Customizing ZnIn2S4 photocatalysts by regulating sulfur sources for C(sp3)–H transformation

Abstract

Harnessing the power of photoredox catalysis for the selective C(sp³)–H activation and oxidation of alkyl aromatics represents a cutting-edge approach to transforming petroleum-derived feedstock into value-added C(sp³)–C(sp³) coupled chemicals. Herein, we delve into the photocatalytic process that involves the selective dehydrocoupling of ethylbenzene (EB) to access 2,3-diphenylbutane (DPB) alongside H₂, employing three sulfur source-varied ZnIn₂S₄ (denoted as ZIS-x) catalysts. ZIS-TAA, with thioacetamide (TAA) as the sulfur source, exhibits exceptional photocatalytic efficiency for DPB and H₂ production. The results show that the deficiency of charge carrier recombination centers in defect-poor ZIS-TAA is conducive to the separation of photogenerated charges.
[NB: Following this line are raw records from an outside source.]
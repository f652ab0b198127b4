//! Bounded polling for long-running provider jobs.
//!
//! Avatar renders and final composites complete minutes after submission.
//! The poller drives an injectable `status_fn` on a schedule until the job
//! reaches a terminal state or the attempt budget runs out. `not_found` is
//! terminal: the external worker may have restarted and lost the job, so
//! more polling cannot help.

use std::future::Future;
use std::time::Duration;

use tracing::{debug, warn};

use lvid_models::PipelineStage;
use lvid_providers::{JobState, ProviderResult};

use crate::error::{PipelineError, PipelineResult};
use crate::metrics::record_poll;

/// Polling cadence for a long-running job.
#[derive(Debug, Clone)]
pub enum PollSchedule {
    /// Delay grows geometrically every `grow_every` attempts, up to `cap`.
    Geometric {
        initial: Duration,
        factor: f64,
        grow_every: u32,
        cap: Duration,
        max_attempts: u32,
    },
    /// Fixed interval, with a distinct first delay (lets the external
    /// service register the job) and a longer wait after a transient
    /// status-check failure.
    Fixed {
        interval: Duration,
        initial_delay: Duration,
        error_backoff: Duration,
        max_attempts: u32,
    },
}

impl PollSchedule {
    /// Avatar render cadence: ~10 minutes of budget.
    pub fn avatar_default() -> Self {
        Self::Geometric {
            initial: Duration::from_millis(5000),
            factor: 1.2,
            grow_every: 3,
            cap: Duration::from_millis(20_000),
            max_attempts: 40,
        }
    }

    /// Compositing cadence: ~20 minutes of budget.
    pub fn render_default() -> Self {
        Self::Fixed {
            interval: Duration::from_millis(10_000),
            initial_delay: Duration::from_millis(10_000),
            error_backoff: Duration::from_millis(15_000),
            max_attempts: 120,
        }
    }

    pub fn max_attempts(&self) -> u32 {
        match self {
            Self::Geometric { max_attempts, .. } | Self::Fixed { max_attempts, .. } => {
                *max_attempts
            }
        }
    }

    /// Delay before poll `attempt` (1-based).
    fn delay_before(&self, attempt: u32) -> Duration {
        match self {
            Self::Geometric {
                initial,
                factor,
                grow_every,
                cap,
                ..
            } => {
                let step = (attempt - 1) / (*grow_every).max(1);
                let scaled = initial.as_millis() as f64 * factor.powi(step as i32);
                Duration::from_millis((scaled as u64).min(cap.as_millis() as u64))
            }
            Self::Fixed {
                interval,
                initial_delay,
                ..
            } => {
                if attempt == 1 {
                    *initial_delay
                } else {
                    *interval
                }
            }
        }
    }

    /// Delay before the next poll after a transient status-check failure.
    fn delay_after_error(&self, attempt: u32) -> Duration {
        match self {
            Self::Geometric { .. } => self.delay_before(attempt + 1),
            Self::Fixed { error_backoff, .. } => *error_backoff,
        }
    }
}

/// Poll `status_fn` until the job completes, fails, vanishes, or the
/// attempt budget runs out.
///
/// A retryable error from `status_fn` consumes an attempt and waits the
/// schedule's error backoff; a failed status check is not a failed job. A
/// fatal error is terminal.
pub async fn poll_until_done<T, F, Fut>(
    stage: PipelineStage,
    schedule: &PollSchedule,
    job_id: &str,
    mut status_fn: F,
) -> PipelineResult<T>
where
    F: FnMut() -> Fut,
    Fut: Future<Output = ProviderResult<JobState<T>>>,
{
    let max_attempts = schedule.max_attempts();
    let mut next_delay = schedule.delay_before(1);

    for attempt in 1..=max_attempts {
        tokio::time::sleep(next_delay).await;
        record_poll(stage.as_str());

        match status_fn().await {
            Ok(JobState::Pending { progress_percent }) => {
                debug!(
                    stage = %stage,
                    job_id = %job_id,
                    attempt = attempt,
                    progress = ?progress_percent,
                    "Job still pending"
                );
                next_delay = schedule.delay_before(attempt + 1);
            }
            Ok(JobState::Complete(payload)) => {
                debug!(stage = %stage, job_id = %job_id, attempt = attempt, "Job complete");
                return Ok(payload);
            }
            Ok(JobState::Failed { message }) => {
                return Err(PipelineError::JobFailed { message });
            }
            Ok(JobState::NotFound) => {
                return Err(PipelineError::JobNotFound {
                    job_id: job_id.to_string(),
                });
            }
            Err(e) if e.is_retryable() => {
                warn!(
                    stage = %stage,
                    job_id = %job_id,
                    attempt = attempt,
                    "Status check failed, backing off: {}",
                    e
                );
                next_delay = schedule.delay_after_error(attempt);
            }
            Err(e) => return Err(e.into()),
        }
    }

    Err(PipelineError::Timeout {
        stage,
        attempts: max_attempts,
    })
}

#[cfg(test)]
mod tests {
    use super::*;

    use std::sync::atomic::{AtomicU32, Ordering};
    use std::sync::Arc;

    use lvid_providers::ProviderError;
    use tokio::time::Instant;

    fn fast_fixed(max_attempts: u32) -> PollSchedule {
        PollSchedule::Fixed {
            interval: Duration::from_millis(100),
            initial_delay: Duration::from_millis(100),
            error_backoff: Duration::from_millis(300),
            max_attempts,
        }
    }

    #[test]
    fn test_geometric_delays_grow_every_third_attempt() {
        let schedule = PollSchedule::avatar_default();

        assert_eq!(schedule.delay_before(1), Duration::from_millis(5000));
        assert_eq!(schedule.delay_before(3), Duration::from_millis(5000));
        assert_eq!(schedule.delay_before(4), Duration::from_millis(6000));
        assert_eq!(schedule.delay_before(7), Duration::from_millis(7200));
        // Far along, capped
        assert_eq!(schedule.delay_before(40), Duration::from_millis(20_000));
    }

    #[test]
    fn test_fixed_first_delay_differs() {
        let schedule = PollSchedule::render_default();
        assert_eq!(schedule.delay_before(1), Duration::from_millis(10_000));
        assert_eq!(schedule.delay_before(2), Duration::from_millis(10_000));
        assert_eq!(schedule.delay_after_error(5), Duration::from_millis(15_000));
    }

    #[tokio::test(start_paused = true)]
    async fn test_completes_on_attempt_n() {
        let calls = Arc::new(AtomicU32::new(0));
        let counter = Arc::clone(&calls);

        let result = poll_until_done(
            PipelineStage::AvatarGeneration,
            &fast_fixed(10),
            "j-1",
            move || {
                let n = counter.fetch_add(1, Ordering::SeqCst) + 1;
                async move {
                    if n < 3 {
                        Ok(JobState::Pending {
                            progress_percent: None,
                        })
                    } else {
                        Ok(JobState::Complete("url".to_string()))
                    }
                }
            },
        )
        .await;

        assert_eq!(result.unwrap(), "url");
        assert_eq!(calls.load(Ordering::SeqCst), 3);
    }

    #[tokio::test(start_paused = true)]
    async fn test_exhausted_budget_is_timeout() {
        let calls = Arc::new(AtomicU32::new(0));
        let counter = Arc::clone(&calls);

        let result: PipelineResult<String> = poll_until_done(
            PipelineStage::Rendering,
            &fast_fixed(5),
            "j-2",
            move || {
                counter.fetch_add(1, Ordering::SeqCst);
                async {
                    Ok(JobState::Pending {
                        progress_percent: Some(10),
                    })
                }
            },
        )
        .await;

        assert!(matches!(
            result.unwrap_err(),
            PipelineError::Timeout { attempts: 5, .. }
        ));
        assert_eq!(calls.load(Ordering::SeqCst), 5);
    }

    #[tokio::test(start_paused = true)]
    async fn test_not_found_terminates_immediately() {
        let calls = Arc::new(AtomicU32::new(0));
        let counter = Arc::clone(&calls);

        let result: PipelineResult<String> = poll_until_done(
            PipelineStage::AvatarGeneration,
            &fast_fixed(10),
            "j-3",
            move || {
                counter.fetch_add(1, Ordering::SeqCst);
                async { Ok(JobState::NotFound) }
            },
        )
        .await;

        assert!(matches!(
            result.unwrap_err(),
            PipelineError::JobNotFound { .. }
        ));
        assert_eq!(calls.load(Ordering::SeqCst), 1);
    }

    #[tokio::test(start_paused = true)]
    async fn test_job_failure_is_distinct_from_check_failure() {
        let result: PipelineResult<String> = poll_until_done(
            PipelineStage::Rendering,
            &fast_fixed(10),
            "j-4",
            || async {
                Ok(JobState::Failed {
                    message: "encoder crashed".to_string(),
                })
            },
        )
        .await;

        match result.unwrap_err() {
            PipelineError::JobFailed { message } => assert_eq!(message, "encoder crashed"),
            other => panic!("expected JobFailed, got {other}"),
        }
    }

    #[tokio::test(start_paused = true)]
    async fn test_transient_check_error_waits_error_backoff() {
        let calls = Arc::new(AtomicU32::new(0));
        let counter = Arc::clone(&calls);
        let start = Instant::now();

        let result = poll_until_done(
            PipelineStage::Rendering,
            &fast_fixed(10),
            "j-5",
            move || {
                let n = counter.fetch_add(1, Ordering::SeqCst) + 1;
                async move {
                    if n == 1 {
                        Err(ProviderError::retryable("status endpoint 503"))
                    } else {
                        Ok(JobState::Complete(42u32))
                    }
                }
            },
        )
        .await;

        assert_eq!(result.unwrap(), 42);
        // 100ms initial delay + 300ms error backoff
        assert_eq!(start.elapsed(), Duration::from_millis(400));
    }

    #[tokio::test(start_paused = true)]
    async fn test_fatal_check_error_is_terminal() {
        let calls = Arc::new(AtomicU32::new(0));
        let counter = Arc::clone(&calls);

        let result: PipelineResult<String> = poll_until_done(
            PipelineStage::AvatarGeneration,
            &fast_fixed(10),
            "j-6",
            move || {
                counter.fetch_add(1, Ordering::SeqCst);
                async { Err(ProviderError::fatal("401 unauthorized")) }
            },
        )
        .await;

        assert!(matches!(result.unwrap_err(), PipelineError::Provider(_)));
        assert_eq!(calls.load(Ordering::SeqCst), 1);
    }

    #[tokio::test(start_paused = true)]
    async fn test_avatar_schedule_timing() {
        let times = Arc::new(tokio::sync::Mutex::new(Vec::new()));
        let recorder = Arc::clone(&times);
        let start = Instant::now();

        let _: PipelineResult<String> = poll_until_done(
            PipelineStage::AvatarGeneration,
            &PollSchedule::Geometric {
                initial: Duration::from_millis(5000),
                factor: 1.2,
                grow_every: 3,
                cap: Duration::from_millis(20_000),
                max_attempts: 4,
            },
            "j-7",
            move || {
                let recorder = Arc::clone(&recorder);
                async move {
                    recorder.lock().await.push(start.elapsed());
                    Ok(JobState::Pending {
                        progress_percent: None,
                    })
                }
            },
        )
        .await;

        let times = times.lock().await;
        assert_eq!(
            *times,
            vec![
                Duration::from_millis(5000),
                Duration::from_millis(10_000),
                Duration::from_millis(15_000),
                // Fourth poll waits the grown 6000ms interval
                Duration::from_millis(21_000),
            ]
        );
    }
}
Additionally, the larger specific surface area and more surface functional groups provide abundant sites for reactant adsorption and activation, facilitating redox processes aided by an ideal band-edge structure. This work illustrates a simple and cost-effective paradigm for designing semiconductor-based photocatalysts with tailored surface properties to enhance the efficiency of target cooperative photoredox reactions.